En Guinée, un accord a été signé dans la soirée mardi 13 mars entre le syndicat des enseignants et les autorités. « La grève est suspendue », a déclaré le leader des grévistes, le secrétaire général du Syndicat libre des enseignants et chercheurs de Guinée (SLECG), Aboubacar Soumah, se félicitant d’avoir eu gain de cause sur « quatre revendications » essentielles.
Selon le texte de l’accord lu par l’inspecteur général du Travail, Alya Camara, les enseignants obtiennent l’application d’une augmentation des salaires de 40% décidée en 2017. Après une hausse de 10% payée en février, les 30% restants seront effectifs fin mars, avec effet rétroactif au 1er janvier 2018, selon le texte.
En grève depuis un mois parce qu’ils exigeaient des revalorisations de salaire, les enseignants ont accueilli avec ferveur cet accord et ont suspendu leur mouvement tout de suite après la signature.
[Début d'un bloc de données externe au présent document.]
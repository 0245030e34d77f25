//! Requests against the device endpoint.

use std::{sync::Arc, time::Duration};

use async_trait::async_trait;
use reqwest::Client;
use serde::de::DeserializeOwned;
use serde_json::Value;
use shared::protocol::{
    config_route, hostname_route, state_route, ConfigCommand, HostnameResponse, StateSnapshot,
};
use tracing::{debug, warn};
use url::Url;

use crate::{
    controls::ErrorSignal,
    error::{ClientError, Result},
};

pub const DEFAULT_REQUEST_TIMEOUT: Duration = Duration::from_secs(5);

/// Moves JSON between the client and the device. `body` absent means a read-only query.
#[async_trait]
pub trait DeviceTransport: Send + Sync {
    async fn exchange(&self, path: &str, body: Option<&ConfigCommand>) -> Result<Value>;
}

pub struct MissingDeviceTransport;

#[async_trait]
impl DeviceTransport for MissingDeviceTransport {
    async fn exchange(&self, path: &str, _body: Option<&ConfigCommand>) -> Result<Value> {
        Err(ClientError::communication(path, "device transport is unavailable"))
    }
}

/// HTTP transport. The base url may carry a path prefix, e.g. when the device sits behind a proxy.
pub struct HttpTransport {
    http: Client,
    base_url: String,
}

impl HttpTransport {
    pub fn new(base_url: &str) -> Result<Self> {
        Self::with_timeout(base_url, DEFAULT_REQUEST_TIMEOUT)
    }

    pub fn with_timeout(base_url: &str, timeout: Duration) -> Result<Self> {
        let parsed = Url::parse(base_url).map_err(|e| ClientError::InvalidUrl {
            url: base_url.to_string(),
            reason: e.to_string(),
        })?;
        if !matches!(parsed.scheme(), "http" | "https") {
            return Err(ClientError::InvalidUrl {
                url: base_url.to_string(),
                reason: "device url must start with http:// or https://".to_string(),
            });
        }
        let http = Client::builder()
            .timeout(timeout)
            .build()
            .map_err(|e| ClientError::InvalidUrl {
                url: base_url.to_string(),
                reason: e.to_string(),
            })?;
        Ok(Self {
            http,
            base_url: base_url.trim_end_matches('/').to_string(),
        })
    }

    pub fn base_url(&self) -> &str {
        &self.base_url
    }
}

#[async_trait]
impl DeviceTransport for HttpTransport {
    async fn exchange(&self, path: &str, body: Option<&ConfigCommand>) -> Result<Value> {
        let url = format!("{}{path}", self.base_url);
        let request = match body {
            Some(body) => self.http.post(&url).json(body),
            None => self.http.get(&url),
        };
        let response = request
            .send()
            .await
            .and_then(|response| response.error_for_status())
            .map_err(|e| ClientError::communication(path, e))?;
        response
            .json::<Value>()
            .await
            .map_err(|e| ClientError::communication(path, e))
    }
}

/// Device client. Every failure is reported to the error signal before it is returned, and
/// nothing is retried.
#[derive(Clone)]
pub struct RemoteClient {
    transport: Arc<dyn DeviceTransport>,
    errors: Arc<dyn ErrorSignal>,
}

impl RemoteClient {
    pub fn new(transport: Arc<dyn DeviceTransport>, errors: Arc<dyn ErrorSignal>) -> Self {
        Self { transport, errors }
    }

    pub async fn send(&self, path: &str, payload: Option<&ConfigCommand>) -> Result<StateSnapshot> {
        self.exchange(path, payload).await
    }

    pub async fn fetch_state(&self) -> Result<StateSnapshot> {
        self.send(state_route(), None).await
    }

    pub async fn send_config(&self, command: &ConfigCommand) -> Result<StateSnapshot> {
        self.send(config_route(), Some(command)).await
    }

    pub async fn fetch_hostname(&self) -> Result<String> {
        let response: HostnameResponse = self.exchange(hostname_route(), None).await?;
        Ok(response.hostname)
    }

    async fn exchange<T: DeserializeOwned>(
        &self,
        path: &str,
        payload: Option<&ConfigCommand>,
    ) -> Result<T> {
        let result = self
            .transport
            .exchange(path, payload)
            .await
            .and_then(|value| {
                serde_json::from_value::<T>(value).map_err(|e| ClientError::communication(path, e))
            });
        match result {
            Ok(decoded) => {
                debug!(path, command = payload.is_some(), "device responded");
                Ok(decoded)
            }
            Err(error) => {
                warn!(path, %error, "device request failed");
                self.errors.present();
                Err(error)
            }
        }
    }
}
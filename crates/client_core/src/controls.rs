//! Seams to the presentation layer: the control surface, the error signal and change events.

use std::sync::atomic::{AtomicBool, AtomicUsize, Ordering};

use shared::domain::{ConfigKey, RgbaFraction};
use tracing::{info, warn};

/// Change notifications raised by controls, whether the change came from the user or from
/// reconciliation selecting an option programmatically.
#[derive(Debug, Clone, PartialEq)]
pub enum ControlEvent {
    OptionSelected { key: ConfigKey, label: String },
    BrightnessChanged(String),
    ColorChanged { color: RgbaFraction, picker_open: bool },
    CustomStatusEdited(String),
    RefreshRequested,
}

/// The widgets a session drives. Implementations must be cheap and non-blocking.
pub trait ControlSurface: Send + Sync {
    fn set_picker_color(&self, color: RgbaFraction);
    fn set_rainbow(&self, enabled: bool);
    fn set_swatch_muted(&self, muted: bool);
    fn set_brightness(&self, brightness: u8);
    /// Selects `label` in the option group of `key`. A selection that changes the group raises
    /// [`ControlEvent::OptionSelected`], exactly like a click would.
    fn select_option(&self, key: ConfigKey, label: &str);
    fn set_custom_status_visible(&self, visible: bool);
    fn set_custom_status_text(&self, text: &str);
    fn custom_status_text(&self) -> String;
    fn scroll_offset(&self) -> f64;
    fn restore_scroll_offset(&self, offset: f64);
    fn set_title(&self, title: &str);
}

/// Presents and dismisses the communication error.
pub trait ErrorSignal: Send + Sync {
    fn present(&self);
    fn dismiss(&self);
}

/// Error signal that records its state and logs transitions.
#[derive(Default)]
pub struct ErrorFlag {
    active: AtomicBool,
    presented: AtomicUsize,
    dismissed: AtomicUsize,
}

impl ErrorFlag {
    pub fn is_active(&self) -> bool {
        self.active.load(Ordering::SeqCst)
    }

    pub fn presented_count(&self) -> usize {
        self.presented.load(Ordering::SeqCst)
    }

    pub fn dismissed_count(&self) -> usize {
        self.dismissed.load(Ordering::SeqCst)
    }
}

impl ErrorSignal for ErrorFlag {
    fn present(&self) {
        self.presented.fetch_add(1, Ordering::SeqCst);
        if !self.active.swap(true, Ordering::SeqCst) {
            warn!("communication error: make sure the device is powered on and on the same network");
        }
    }

    fn dismiss(&self) {
        self.dismissed.fetch_add(1, Ordering::SeqCst);
        if self.active.swap(false, Ordering::SeqCst) {
            info!("device communication restored");
        }
    }
}
//! Software stand-in for the status light: the device's HTTP surface backed by an in-memory
//! state machine.

mod api;
mod app_state;
pub mod config;
pub mod device;

pub use api::build_router;
pub use app_state::AppState;
use serde::{Deserialize, Serialize};
use thiserror::Error;

/// Machine-readable reason carried in an [`ApiError`] body.
#[derive(Debug, Clone, Copy, PartialEq, Eq, Serialize, Deserialize)]
#[serde(rename_all = "snake_case")]
pub enum ErrorCode {
    MalformedBody,
    MissingSetting,
    InvalidMode,
}

/// Error body returned by the device for rejected requests.
#[derive(Debug, Clone, PartialEq, Eq, Serialize, Deserialize)]
pub struct ApiError {
    pub code: ErrorCode,
    pub message: String,
}

/// Why the device refused a config request. Every variant leaves the device state untouched.
#[derive(Debug, Clone, PartialEq, Eq, Error)]
pub enum ConfigRejection {
    #[error("invalid config body: {0}")]
    MalformedBody(String),
    #[error("mode, mode_num, brightness, color, speed, or status is required.")]
    MissingSetting,
    #[error("Invalid mode or mode_num")]
    InvalidMode,
}

impl ConfigRejection {
    pub fn code(&self) -> ErrorCode {
        match self {
            ConfigRejection::MalformedBody(_) => ErrorCode::MalformedBody,
            ConfigRejection::MissingSetting => ErrorCode::MissingSetting,
            ConfigRejection::InvalidMode => ErrorCode::InvalidMode,
        }
    }
}

impl From<ConfigRejection> for ApiError {
    fn from(value: ConfigRejection) -> Self {
        Self {
            code: value.code(),
            message: value.to_string(),
        }
    }
}
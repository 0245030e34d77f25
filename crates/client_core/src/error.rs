use thiserror::Error;

/// Failures surfaced by the client.
///
/// Every network problem collapses into [`ClientError::Communication`]: an unreachable device,
/// a non-2xx status and an undecodable body are indistinguishable to callers.
#[derive(Debug, Error)]
pub enum ClientError {
    #[error("communication with device failed on {path}: {reason}")]
    Communication { path: String, reason: String },
    #[error("invalid device url '{url}': {reason}")]
    InvalidUrl { url: String, reason: String },
    #[error("cache error: {0}")]
    Cache(String),
}

impl ClientError {
    pub fn communication(path: impl Into<String>, reason: impl std::fmt::Display) -> Self {
        Self::Communication {
            path: path.into(),
            reason: reason.to_string(),
        }
    }

    pub fn is_communication(&self) -> bool {
        matches!(self, Self::Communication { .. })
    }
}

pub type Result<T, E = ClientError> = std::result::Result<T, E>;
use std::sync::Arc;

use shared::{
    domain::{ConfigKey, DeviceState, Mode, Status},
    protocol::StateSnapshot,
};
use tracing::debug;

use crate::{
    controls::ControlSurface,
    custom_status::CustomValueHandler,
    store::{StateReader, StateWriter},
};

/// Applies device snapshots: the only writer of the state store, and the only code that drives
/// controls to match confirmed state.
pub struct Reconciler {
    state: StateWriter,
    surface: Arc<dyn ControlSurface>,
    custom: Arc<CustomValueHandler>,
}

impl Reconciler {
    pub fn new(
        state: StateWriter,
        surface: Arc<dyn ControlSurface>,
        custom: Arc<CustomValueHandler>,
    ) -> Self {
        Self {
            state,
            surface,
            custom,
        }
    }

    pub fn reader(&self) -> StateReader {
        self.state.reader()
    }

    /// `update_picker` is false when the snapshot answers a command that came from the picker
    /// itself, which already shows the color.
    pub fn apply(&self, snapshot: &StateSnapshot, update_picker: bool) -> DeviceState {
        if let Some(color) = snapshot.color {
            if update_picker {
                self.surface.set_picker_color(color.to_fraction());
            }
            let party = snapshot.status.as_ref().is_some_and(Status::is_party);
            self.surface.set_rainbow(party);
            self.surface
                .set_swatch_muted(party || snapshot.mode == Some(Mode::Off));
        }

        let state = self.state.apply(snapshot);

        let scroll_offset = self.surface.scroll_offset();

        if let Some(brightness) = state.brightness {
            self.surface.set_brightness(brightness);
        }

        let status_selection = state.status.as_ref().map(|status| self.show_status(status));

        for key in ConfigKey::GROUPS {
            let label = match key {
                ConfigKey::Status => status_selection.clone(),
                _ => option_label(&state, key),
            };
            if let Some(label) = label {
                self.surface.select_option(key, &label);
            }
        }

        self.surface.restore_scroll_offset(scroll_offset);
        debug!(?state, update_picker, "reconciled device state");
        state
    }

    /// Puts one control back on the confirmed value after a command for it was not applied.
    /// The re-selected option matches the store, so its change event is suppressed on dispatch.
    pub fn restore(&self, key: ConfigKey) {
        let state = self.state.reader().snapshot();
        match key {
            ConfigKey::Brightness => {
                if let Some(brightness) = state.brightness {
                    self.surface.set_brightness(brightness);
                }
            }
            ConfigKey::Status => {
                if let Some(status) = &state.status {
                    let label = self.show_status(status);
                    self.surface.select_option(key, &label);
                }
            }
            ConfigKey::Speed | ConfigKey::Mode => {
                if let Some(label) = option_label(&state, key) {
                    self.surface.select_option(key, &label);
                }
            }
        }
        debug!(%key, "restored control to confirmed state");
    }

    fn show_status(&self, status: &Status) -> String {
        let classified = CustomValueHandler::classify(status);
        self.custom.ensure_visible(classified.is_custom);
        if classified.is_custom {
            self.custom.show_text(&classified.display_value);
        }
        classified.selection.label().to_string()
    }
}

fn option_label(state: &DeviceState, key: ConfigKey) -> Option<String> {
    match key {
        ConfigKey::Speed => state.speed.map(|speed| speed.to_string()),
        ConfigKey::Mode => state.mode.map(|mode| mode.as_str().to_string()),
        ConfigKey::Status | ConfigKey::Brightness => None,
    }
}
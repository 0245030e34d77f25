use std::sync::{
    atomic::{AtomicBool, Ordering},
    Arc,
};

use shared::domain::{Status, StatusOption};
use tracing::debug;

use crate::controls::ControlSurface;

#[derive(Debug, Clone, PartialEq, Eq)]
pub struct Classification {
    pub is_custom: bool,
    /// Text shown for the status: the free text when custom, the label otherwise.
    pub display_value: String,
    /// Option the status group must show; `Custom` for free text.
    pub selection: StatusOption,
}

/// Decides whether a status is enumerated or free text and owns the free-text field's visibility.
pub struct CustomValueHandler {
    surface: Arc<dyn ControlSurface>,
    shown: AtomicBool,
}

impl CustomValueHandler {
    pub fn new(surface: Arc<dyn ControlSurface>) -> Self {
        Self {
            surface,
            shown: AtomicBool::new(false),
        }
    }

    pub fn classify(status: &Status) -> Classification {
        match status.option() {
            Some(option) => Classification {
                is_custom: false,
                display_value: status.as_str().to_string(),
                selection: option,
            },
            None => Classification {
                is_custom: true,
                display_value: status.as_str().to_string(),
                selection: StatusOption::Custom,
            },
        }
    }

    /// Shows or hides the free-text field. Acts only when visibility actually changes and
    /// returns whether it did.
    pub fn ensure_visible(&self, is_custom: bool) -> bool {
        let was_shown = self.shown.swap(is_custom, Ordering::SeqCst);
        if was_shown == is_custom {
            return false;
        }
        debug!(visible = is_custom, "custom status field visibility changed");
        self.surface.set_custom_status_visible(is_custom);
        true
    }

    pub fn current_text(&self) -> String {
        self.surface.custom_status_text()
    }

    pub fn show_text(&self, text: &str) {
        self.surface.set_custom_status_text(text);
    }
}
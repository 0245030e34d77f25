//! Line commands accepted by `lightctl watch`, fed to the control surface as user input.

use client_core::HeadlessSurface;
use shared::domain::{ConfigKey, RgbaFraction, StatusOption};

#[derive(Debug, Clone, PartialEq)]
pub enum Input {
    Select(ConfigKey, String),
    Brightness(String),
    CustomStatus(String),
    Color(RgbaFraction),
    Refresh,
    Quit,
}

pub const HELP: &str = "commands: speed <1-5> | mode <name> | status <label or text> | \
brightness <0-150> | color <r> <g> <b> [alpha 0-1] | refresh | quit";

/// Parses one line. Blank lines yield `None`.
pub fn parse_line(line: &str) -> Result<Option<Input>, String> {
    let line = line.trim();
    if line.is_empty() {
        return Ok(None);
    }
    let (word, rest) = line
        .split_once(char::is_whitespace)
        .map(|(word, rest)| (word, rest.trim()))
        .unwrap_or((line, ""));

    let input = match word {
        "quit" | "exit" => Input::Quit,
        "refresh" => Input::Refresh,
        "brightness" => Input::Brightness(required(word, rest)?.to_string()),
        "color" => Input::Color(parse_color(rest)?),
        "status" => {
            let text = required(word, rest)?;
            match StatusOption::from_label(text) {
                Some(option) => Input::Select(ConfigKey::Status, option.label().to_string()),
                None => Input::CustomStatus(text.to_string()),
            }
        }
        _ => match ConfigKey::from_label(word) {
            Some(key) => Input::Select(key, required(word, rest)?.to_string()),
            None => return Err(format!("unknown command '{word}'; {HELP}")),
        },
    };
    Ok(Some(input))
}

fn required<'a>(word: &str, rest: &'a str) -> Result<&'a str, String> {
    if rest.is_empty() {
        Err(format!("'{word}' needs a value"))
    } else {
        Ok(rest)
    }
}

fn parse_color(rest: &str) -> Result<RgbaFraction, String> {
    let parts: Vec<&str> = rest.split_whitespace().collect();
    if !(3..=4).contains(&parts.len()) {
        return Err("color needs <r> <g> <b> [alpha]".to_string());
    }
    let channel = |text: &str| {
        text.parse::<u8>()
            .map_err(|_| format!("'{text}' is not a color channel (0-255)"))
    };
    let alpha = match parts.get(3) {
        Some(text) => text
            .parse::<f64>()
            .map_err(|_| format!("'{text}' is not an alpha fraction (0-1)"))?,
        None => 1.0,
    };
    Ok(RgbaFraction {
        r: channel(parts[0])?,
        g: channel(parts[1])?,
        b: channel(parts[2])?,
        alpha,
    })
}

pub fn feed(surface: &HeadlessSurface, input: Input) {
    match input {
        Input::Select(key, label) => surface.user_select(key, &label),
        Input::Brightness(value) => surface.user_set_brightness(&value),
        Input::CustomStatus(text) => surface.user_type_custom_status(&text),
        Input::Color(color) => surface.user_drag_color(color),
        Input::Refresh => surface.user_refresh(),
        Input::Quit => {}
    }
}
use std::sync::{Mutex, MutexGuard};

use crate::device::Device;

pub struct AppState {
    device: Mutex<Device>,
    hostname: String,
}

impl AppState {
    pub fn new(hostname: impl Into<String>) -> Self {
        Self::with_device(hostname, Device::default())
    }

    pub fn with_device(hostname: impl Into<String>, device: Device) -> Self {
        Self {
            device: Mutex::new(device),
            hostname: hostname.into(),
        }
    }

    pub fn hostname(&self) -> &str {
        &self.hostname
    }

    pub(crate) fn device(&self) -> MutexGuard<'_, Device> {
        self.device
            .lock()
            .unwrap_or_else(|poisoned| poisoned.into_inner())
    }
}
Il faut rappeler que les tensions sociales s’élevaient depuis plusieurs jours dans la capitale. Lundi et mardi dans la journée, des barricades de jeunes écoliers en colère ou de parents d’élèves étaient érigées et paralysaient la ville.
En outre, les parties ont décidé d’ouvrir des négociations du 2 au 25 mai « sur un salaire de base de tous les enseignants de huit millions de francs guinéens (717 euros).
Par ailleurs, « nul ne sera sanctionné pour fait de grève », tandis que M. Soumah, en dissidence du SLECG, a personnellement obtenu la « levée de la suspension » de son salaire et le paiement de ses arriérés.